Copy every line of the following data that includes the string "OsRng".

[Stored data entries]
● ● ●

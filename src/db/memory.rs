//! Volatile [`Store`](super::Store) keeping every table in process memory.
//!
//! Foreign-key policies of the relational schema (cascades and nullified
//! references) are reproduced by the delete operations.

use std::collections::HashSet;

use async_trait::async_trait;
use parking_lot::RwLock;
use time::{Date, OffsetDateTime, Time};

use super::{
    application::{self, Application, ApplicationStore},
    employee::{self, Employee, EmployeeStore},
    job_title::{self, JobTitle, JobTitleStore},
    material::{self, Material, MaterialStore},
    object::{self, Object, ObjectStore},
    right::{self, Right, RightStore},
    role::{self, Role, RoleStore},
    session::{self, Session, SessionStore},
    user::{self, User, UserStore},
    work_time::{self, WorkTime, WorkTimeStore},
    Error,
};

#[derive(Default)]
pub struct Memory(RwLock<Tables>);

#[derive(Default)]
struct Tables {
    users: Vec<User>,
    roles: Vec<Role>,
    rights: Vec<Right>,
    role_rights: HashSet<(role::Id, right::Id)>,
    job_titles: Vec<JobTitle>,
    objects: Vec<Object>,
    materials: Vec<Material>,
    employees: Vec<Employee>,
    application_types: Vec<application::Type>,
    application_statuses: Vec<application::Status>,
    applications: Vec<Application>,
    work_times: Vec<WorkTime>,
    sessions: Vec<Session>,
}

impl Memory {
    pub fn new() -> Self {
        Self::default()
    }
}

/// Inserts `row` or replaces the row sharing its key.
fn upsert<T: Clone, K: PartialEq>(
    rows: &mut Vec<T>,
    row: &T,
    key: impl Fn(&T) -> K,
) {
    match rows.iter().position(|r| key(r) == key(row)) {
        Some(i) => rows[i] = row.clone(),
        None => rows.push(row.clone()),
    }
}

/// Removes rows matching `pred`, returning whether any did.
fn remove<T>(rows: &mut Vec<T>, pred: impl Fn(&T) -> bool) -> bool {
    let before = rows.len();
    rows.retain(|r| !pred(r));
    rows.len() != before
}
use std::error::Error as StdError;

use argon2::{
    password_hash::{self, rand_core::OsRng, SaltString},
    Argon2, PasswordHasher as _, PasswordVerifier as _,
};
use async_trait::async_trait;
use tokio_postgres::{
    types::{
        accepts, private::BytesMut, to_sql_checked, FromSql, IsNull, ToSql,
        Type,
    },
    Error, Row,
};

use super::{role, Client};

#[derive(Clone, Debug)]
pub struct User {
    pub id: Id,
    pub login: String,
    pub password_hash: PasswordHash,
    pub role: Option<role::Id>,
}

define_id!(Id);

/// Argon2id digest in PHC string format.
///
/// Only obtainable by hashing a plaintext or by loading a stored value, so a
/// plaintext password can never reach the `password` column.
#[derive(Clone, Debug, PartialEq)]
pub struct PasswordHash(String);

impl PasswordHash {
    pub fn new(secret: &str) -> Result<Self, password_hash::Error> {
        let salt = SaltString::generate(&mut OsRng);
        let hash = Argon2::default().hash_password(secret.as_bytes(), &salt)?;
        Ok(Self(hash.to_string()))
    }

    /// Returns `Ok(false)` on mismatch and `Err` if the stored digest is
    /// malformed.
    pub fn verify(&self, secret: &str) -> Result<bool, password_hash::Error> {
        let parsed = password_hash::PasswordHash::new(&self.0)?;
        match Argon2::default().verify_password(secret.as_bytes(), &parsed) {
            Ok(()) => Ok(true),
            Err(password_hash::Error::Password) => Ok(false),
            Err(e) => Err(e),
        }
    }

    /// Restores a digest loaded from outside the database driver.
    pub fn from_stored(phc: impl Into<String>) -> Self {
        Self(phc.into())
    }
}

impl FromSql<'_> for PasswordHash {
    accepts!(TEXT, VARCHAR);

    fn from_sql(
        ty: &Type,
        raw: &[u8],
    ) -> Result<Self, Box<dyn StdError + Sync + Send>> {
        String::from_sql(ty, raw).map(Self)
    }
}

impl ToSql for PasswordHash {
    accepts!(TEXT, VARCHAR);

    to_sql_checked!();

    fn to_sql(
        &self,
        ty: &Type,
        out: &mut BytesMut,
    ) -> Result<IsNull, Box<dyn StdError + Sync + Send>> {
        self.0.to_sql(ty, out)
    }
}

#[async_trait]
pub trait UserStore {
    async fn get_user_by_id(&self, id: Id) -> Result<Option<User>, Error>;

    async fn get_user_by_login(
        &self,
        login: &str,
    ) -> Result<Option<User>, Error>;

    async fn list_users(&self) -> Result<Vec<User>, Error>;

    async fn write_user(&self, user: &User) -> Result<(), Error>;

    /// Removes the user together with its sessions; linked employees keep
    /// existing with the reference cleared.
    async fn delete_user(&self, id: Id) -> Result<bool, Error>;
}

fn from_row(row: &Row) -> User {
    User {
        id: row.get("id"),
        login: row.get("login"),
        password_hash: row.get("password"),
        role: row.get("role_id"),
    }
}

#[async_trait]
impl UserStore for Client {
    async fn get_user_by_id(&self, id: Id) -> Result<Option<User>, Error> {
        const SQL: &str = "SELECT id, login, password, role_id \
                           FROM users \
                           WHERE id = $1 \
                           LIMIT 1";
        Ok(self.0.query_opt(SQL, &[&id]).await?.as_ref().map(from_row))
    }

    async fn get_user_by_login(
        &self,
        login: &str,
    ) -> Result<Option<User>, Error> {
        const SQL: &str = "SELECT id, login, password, role_id \
                           FROM users \
                           WHERE login = $1 \
                           LIMIT 1";
        Ok(self.0.query_opt(SQL, &[&login]).await?.as_ref().map(from_row))
    }

    async fn list_users(&self) -> Result<Vec<User>, Error> {
        const SQL: &str = "SELECT id, login, password, role_id \
                           FROM users \
                           ORDER BY login";
        Ok(self.0.query(SQL, &[]).await?.iter().map(from_row).collect())
    }

    async fn write_user(&self, user: &User) -> Result<(), Error> {
        const SQL: &str = "\
            INSERT INTO users (id, login, password, role_id) \
            VALUES ($1, $2, $3, $4) \
            ON CONFLICT (id) DO UPDATE \
            SET login = EXCLUDED.login, \
                password = EXCLUDED.password, \
                role_id = EXCLUDED.role_id";

        self.0
            .execute(
                SQL,
                &[&user.id, &user.login, &user.password_hash, &user.role],
            )
            .await
            .map(drop)
    }

    async fn delete_user(&self, id: Id) -> Result<bool, Error> {
        const SQL: &str = "DELETE FROM users WHERE id = $1";
        Ok(self.0.execute(SQL, &[&id]).await? > 0)
    }
}

#[cfg(test)]
mod tests {
    use super::PasswordHash;

    #[test]
    fn verifies_matching_secret() {
        let hash = PasswordHash::new("hunter22").unwrap();
        assert!(hash.verify("hunter22").unwrap());
        assert!(!hash.verify("hunter23").unwrap());
    }

    #[test]
    fn salts_every_hash() {
        let a = PasswordHash::new("password").unwrap();
        let b = PasswordHash::new("password").unwrap();
        assert_ne!(a, b);
    }

    #[test]
    fn rejects_malformed_digest() {
        let hash = PasswordHash::from_stored("pbkdf2_sha256$1$abc$def");
        assert!(hash.verify("password").is_err());
    }
}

● ● ●

▶ **Answer space**
    password_hash::{self, rand_core::OsRng, SaltString},
        let salt = SaltString::generate(&mut OsRng);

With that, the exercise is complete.